1. The Lizard class lets us know that an object has a color and length, but it doesn't tell us what the color and length are, because the class only describes the object. 2. A class is like a blueprint for an object, we can create as many different objects as possible from the same class.
1. A class is considered a self-contained unit that contains code and data. It can be seen as packaging attributes and methods together and then encapsulating them into classes.

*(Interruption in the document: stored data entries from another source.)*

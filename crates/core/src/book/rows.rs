//! Calculator rows

use serde::{Deserialize, Serialize};
use smallvec::SmallVec;

use crate::{
    book::cells::{Cell, FieldKey, empty_cells},
    ids::AddonId,
};

/// A base metered or subscription line of a tier's rate table.
#[derive(Debug, Clone, PartialEq, Serialize, Deserialize)]
pub struct CoreRow {
    /// The usage dimension this row's quantity is measured against.
    pub metric: String,

    /// The output column the pricing service writes this row's result under.
    pub output: String,

    /// Unit column keys. More than one means the row's values are per-unit
    /// maps rather than scalars.
    pub units: SmallVec<[String; 2]>,

    /// The row's value cells, one per [`FieldKey`].
    pub cells: SmallVec<[Cell; 6]>,
}

/// A plain add-on line, priced independently of the core rows.
#[derive(Debug, Clone, PartialEq, Serialize, Deserialize)]
pub struct AddonRow {
    /// The add-on this row belongs to.
    pub addon_id: AddonId,

    /// The output column for this add-on's result.
    pub output: String,

    /// Unit column keys, as for [`CoreRow::units`].
    pub units: SmallVec<[String; 2]>,

    /// The row's value cells, one per [`FieldKey`].
    pub cells: SmallVec<[Cell; 6]>,
}

/// A label row introducing a custom-metric add-on's per-metric lines. Carries
/// no cells and never contributes to totals.
#[derive(Debug, Clone, PartialEq, Serialize, Deserialize)]
pub struct AddonHeaderRow {
    /// The add-on this header introduces.
    pub addon_id: AddonId,

    /// The add-on's display name.
    pub name: String,
}

/// One synthetic line per metric of a custom-metric add-on. The metric key
/// distinguishes sibling lines of the same logical add-on during aggregation
/// and response merging.
#[derive(Debug, Clone, PartialEq, Serialize, Deserialize)]
pub struct AddonMetricRow {
    /// The add-on this line belongs to.
    pub addon_id: AddonId,

    /// The metric this line is measured against.
    pub metric: String,

    /// The output column for this metric's result.
    pub output: String,

    /// The row's value cells, one per [`FieldKey`].
    pub cells: SmallVec<[Cell; 6]>,
}

/// A row of a tier's rate table. The variants replace shape-sniffing on row
/// fields with explicit discriminants.
#[derive(Debug, Clone, PartialEq, Serialize, Deserialize)]
#[serde(tag = "kind", rename_all = "snake_case")]
pub enum Row {
    /// Base metered/subscription line.
    Core(CoreRow),

    /// Plain add-on line.
    Addon(AddonRow),

    /// Metric-only label row for a custom-metric add-on.
    AddonHeader(AddonHeaderRow),

    /// Per-metric line of a custom-metric add-on.
    AddonMetric(AddonMetricRow),
}

impl Row {
    /// A fresh per-metric add-on row with the canonical empty cell set.
    #[must_use]
    pub fn new_addon_metric(
        addon_id: AddonId,
        metric: impl Into<String>,
        output: impl Into<String>,
    ) -> Self {
        Self::AddonMetric(AddonMetricRow {
            addon_id,
            metric: metric.into(),
            output: output.into(),
            cells: empty_cells(),
        })
    }

    /// The row's cells, or `None` for header rows.
    #[must_use]
    pub fn cells(&self) -> Option<&SmallVec<[Cell; 6]>> {
        match self {
            Self::Core(row) => Some(&row.cells),
            Self::Addon(row) => Some(&row.cells),
            Self::AddonMetric(row) => Some(&row.cells),
            Self::AddonHeader(_) => None,
        }
    }

    /// Mutable access to the row's cells, or `None` for header rows.
    pub fn cells_mut(&mut self) -> Option<&mut SmallVec<[Cell; 6]>> {
        match self {
            Self::Core(row) => Some(&mut row.cells),
            Self::Addon(row) => Some(&mut row.cells),
            Self::AddonMetric(row) => Some(&mut row.cells),
            Self::AddonHeader(_) => None,
        }
    }

    /// The cell for the given column, or `None` for header rows.
    #[must_use]
    pub fn cell(&self, key: FieldKey) -> Option<&Cell> {
        self.cells()
            .and_then(|cells| cells.iter().find(|cell| cell.key == key))
    }

    /// Mutable access to the cell for the given column.
    pub fn cell_mut(&mut self, key: FieldKey) -> Option<&mut Cell> {
        self.cells_mut()
            .and_then(|cells| cells.iter_mut().find(|cell| cell.key == key))
    }

    /// The metric key, where the row has one.
    #[must_use]
    pub fn metric(&self) -> Option<&str> {
        match self {
            Self::Core(row) => Some(&row.metric),
            Self::AddonMetric(row) => Some(&row.metric),
            Self::Addon(_) | Self::AddonHeader(_) => None,
        }
    }

    /// The output column key, where the row has one.
    #[must_use]
    pub fn output(&self) -> Option<&str> {
        match self {
            Self::Core(row) => Some(&row.output),
            Self::Addon(row) => Some(&row.output),
            Self::AddonMetric(row) => Some(&row.output),
            Self::AddonHeader(_) => None,
        }
    }

    /// The owning add-on id for add-on rows of any shape.
    #[must_use]
    pub fn addon_id(&self) -> Option<AddonId> {
        match self {
            Self::Addon(row) => Some(row.addon_id),
            Self::AddonHeader(row) => Some(row.addon_id),
            Self::AddonMetric(row) => Some(row.addon_id),
            Self::Core(_) => None,
        }
    }

    /// Whether this is a metric-only label row.
    #[must_use]
    pub const fn is_header(&self) -> bool {
        matches!(self, Self::AddonHeader(_))
    }

    /// Whether the row's values are per-unit maps rather than scalars.
    #[must_use]
    pub fn is_multi_unit(&self) -> bool {
        match self {
            Self::Core(row) => row.units.len() > 1,
            Self::Addon(row) => row.units.len() > 1,
            Self::AddonHeader(_) | Self::AddonMetric(_) => false,
        }
    }
}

Class: Declare a class and specify the class name, such as Lizard __init__: class constructor, when a new instance of the class is created as a parameter of this constructor (such as name), the constructor will be called self: a special parameter that makes We can create attribute values stored or encapsulated in class objects, and when we call constructors or other methods, Python automatically passes the self parameter
1. Things passed to the constructor will be discarded by default, but anything in self will always be remembered as long as this object exists.
torch.nn
import torch.nn as nn
1. torch.nn contains all the typical components needed to build a neural network. The important components we need to build a neural network are layers, and torch.nn contains classes that help us construct layers. 2. Each layer of the neural network has two important components, the first is transformation (transformation), and the second is the collection of weights (collection of weights). Recalling Object Oriented Programming (OOP), we might see that transformations are represented in code and sets of weights are represented in data, a fact that makes layers an excellent candidate for class representation using OOP . 3. In the neural network package, there is a special class called Module, which is the parent class of all neural network modules. This means that all Pytorch layers extend the nn.Module class and inherit all Pytorch built-in functions. In OOP, this concept is called inheritance.